Dari sudut pandang efisiensi jangka pendek, SKS seringkali terlihat menarik. Di tengah padatnya jadwal kuliah, organisasi, dan kegiatan sosial, mahasiswa mungkin merasa tidak punya pilihan selain “memadatkan” materi pelajaran dalam semalam sebelum ujian. Mereka beranggapan bahwa dengan fokus intensif dalam waktu singkat, informasi yang dibutuhkan dapat terserap dan dikeluarkan kembali saat ujian.
Dalam beberapa kasus, terutama untuk mata kuliah yang materinya relatif ringan atau ujian yang formatnya hafalan murni, SKS mungkin memang bisa menghasilkan nilai yang memuaskan. Sensasi keberhasilan setelah “berjuang” semalaman juga bisa memberikan kepuasan sesaat.

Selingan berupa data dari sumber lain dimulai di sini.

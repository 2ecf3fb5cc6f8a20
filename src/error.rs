//! Crate-wide error type and its classification.
//!
//! Every failure maps onto one [`ErrorKind`], which decides how the run
//! loop reacts:
//!
//! | Kind | Reaction |
//! |------|----------|
//! | `Transient` | Logged; retried on the next pass |
//! | `Fatal` | All actuators off, then device restart |
//! | `Malformed` | `ERROR` feedback, no state change |
//! | `Hardware` | Logged at `warn`; state updated optimistically |

use core::fmt;

use crate::commands::CommandError;
use crate::traits::ChannelId;

/// How a failure is handled.
#[derive(Clone, Copy, Debug, PartialEq, Eq)]
pub enum ErrorKind {
    /// Recoverable by retrying later.
    Transient,
    /// Recovery requires a restart.
    Fatal,
    /// Bad input from the network.
    Malformed,
    /// An output write failed.
    Hardware,
}

/// Network failures surfaced by the supervisor and the run loop.
#[derive(Clone, Copy, Debug, PartialEq, Eq)]
pub enum NetError {
    /// WiFi association failed `attempts` times in a row.
    WifiExhausted {
        /// Consecutive failures.
        attempts: u8,
    },
    /// Broker connection failed `attempts` times in a row.
    BrokerExhausted {
        /// Consecutive failures.
        attempts: u8,
    },
    /// A publish was refused by the transport.
    PublishFailed,
    /// Servicing the broker connection failed.
    PollFailed,
}

impl NetError {
    /// Classify this error.
    pub fn kind(&self) -> ErrorKind {
        match self {
            NetError::WifiExhausted { .. } | NetError::BrokerExhausted { .. } => ErrorKind::Fatal,
            NetError::PublishFailed | NetError::PollFailed => ErrorKind::Transient,
        }
    }
}

impl fmt::Display for NetError {
    fn fmt(&self, f: &mut fmt::Formatter<'_>) -> fmt::Result {
        match self {
            NetError::WifiExhausted { attempts } => {
                write!(f, "WiFi unreachable after {} attempts", attempts)
            }
            NetError::BrokerExhausted { attempts } => {
                write!(f, "MQTT broker unreachable after {} attempts", attempts)
            }
            NetError::PublishFailed => write!(f, "publish failed"),
            NetError::PollFailed => write!(f, "broker poll failed"),
        }
    }
}

/// Top-level error.
#[derive(Clone, Copy, Debug, PartialEq, Eq)]
pub enum Error {
    /// Connectivity failure.
    Net(NetError),
    /// Rejected command.
    Command(CommandError),
    /// Output write failure on a channel.
    Hardware {
        /// Channel that failed.
        channel: ChannelId,
    },
}

impl Error {
    /// Classify this error.
    ///
    /// # Examples
    ///
    /// ```
    /// use room_fx::error::{Error, ErrorKind, NetError};
    /// use room_fx::CommandError;
    ///
    /// let fatal: Error = NetError::BrokerExhausted { attempts: 5 }.into();
    /// assert_eq!(fatal.kind(), ErrorKind::Fatal);
    ///
    /// let bad: Error = CommandError::InvalidSpeed.into();
    /// assert_eq!(bad.kind(), ErrorKind::Malformed);
    /// ```
    pub fn kind(&self) -> ErrorKind {
        match self {
            Error::Net(e) => e.kind(),
            Error::Command(_) => ErrorKind::Malformed,
            Error::Hardware { .. } => ErrorKind::Hardware,
        }
    }

    /// Shorthand for `kind() == ErrorKind::Fatal`.
    pub fn is_fatal(&self) -> bool {
        self.kind() == ErrorKind::Fatal
    }
}

impl From<NetError> for Error {
    fn from(e: NetError) -> Self {
        Error::Net(e)
    }
}

impl From<CommandError> for Error {
    fn from(e: CommandError) -> Self {
        Error::Command(e)
    }
}

impl fmt::Display for Error {
    fn fmt(&self, f: &mut fmt::Formatter<'_>) -> fmt::Result {
        match self {
            Error::Net(e) => write!(f, "network: {}", e),
            Error::Command(e) => write!(f, "command: {}", e),
            Error::Hardware { channel } => write!(f, "output write failed on channel {}", channel),
        }
    }
}

#[cfg(feature = "std")]
impl std::error::Error for Error {}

Namun, mari kita telaah lebih dalam risiko yang mengintai di balik “efisiensi” semu ini. Pertama dan utama adalah kualitas pemahaman yang dangkal. Belajar dalam semalam cenderung berfokus pada menghafal fakta dan konsep tanpa benar-benar memahami keterkaitannya.
Informasi yang dipaksakan masuk dalam waktu singkat sulit untuk diolah menjadi pengetahuan yang mendalam dan bermakna. Akibatnya, mahasiswa mungkin mampu menjawab soal ujian, namun tidak memiliki pemahaman yang kokoh untuk mengaplikasikan ilmu tersebut di kemudian hari atau menghubungkannya dengan materi lain.
Risiko kedua adalah retensi jangka panjang yang rendah. Otak membutuhkan waktu dan pengulangan untuk memindahkan informasi dari memori jangka pendek ke memori jangka panjang. SKS, dengan intensitasnya yang tinggi dan durasi yang singkat, tidak memberikan kesempatan bagi proses konsolidasi memori ini.
Baca juga:Â Simak Tips agar Belajar menjadi Lebih Efektif dan Efisien!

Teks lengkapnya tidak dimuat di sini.